** Entries shown follows **

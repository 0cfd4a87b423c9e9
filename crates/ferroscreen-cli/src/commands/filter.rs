use std::fs;
use std::path::Path;

use ferroscreen_core::{FilterRequest, MetricFilterSpec, ScreenerService};
use serde_json::Value;

use crate::cli::{FilterArgs, RangeFilter};
use crate::error::CliError;

pub async fn run(args: &FilterArgs, service: &ScreenerService) -> Result<Value, CliError> {
    let request = match &args.request {
        Some(path) => read_request(path)?,
        None => request_from_flags(args),
    };
    let result = service.filter_stocks(&request).await?;
    Ok(serde_json::to_value(result)?)
}

fn read_request(path: &Path) -> Result<FilterRequest, CliError> {
    let contents = fs::read_to_string(path)?;
    serde_json::from_str(&contents)
        .map_err(|error| CliError::InvalidRequest(format!("{}: {error}", path.display())))
}

fn request_from_flags(args: &FilterArgs) -> FilterRequest {
    FilterRequest {
        metrics_filter: spec_from(&args.filters),
        date: args.date.clone(),
        metrics_list: non_empty(&args.metrics),
        fs_metrics_filter: spec_from(&args.fs_filters),
        fs_date: args.fs_date.clone(),
        fs_metrics_list: non_empty(&args.fs_metrics),
    }
}

fn spec_from(filters: &[RangeFilter]) -> MetricFilterSpec {
    let mut spec = MetricFilterSpec::new();
    for filter in filters {
        spec.insert(filter.metric.clone(), filter.range);
    }
    spec
}

fn non_empty(values: &[String]) -> Option<Vec<String>> {
    (!values.is_empty()).then(|| values.to_vec())
}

** End of Entries shown **

Aim of the exercise:
Copy the entries above exactly, but only from the line holding "filename crates/ferroscreen-cli/src/commands/filter.rs" through the line holding "use crate::error::CliError;", both included.

Exercise solution:
filename crates/ferroscreen-cli/src/commands/filter.rs
use std::fs;
use std::path::Path;

use ferroscreen_core::{FilterRequest, MetricFilterSpec, ScreenerService};
use serde_json::Value;

use crate::cli::{FilterArgs, RangeFilter};
use crate::error::CliError;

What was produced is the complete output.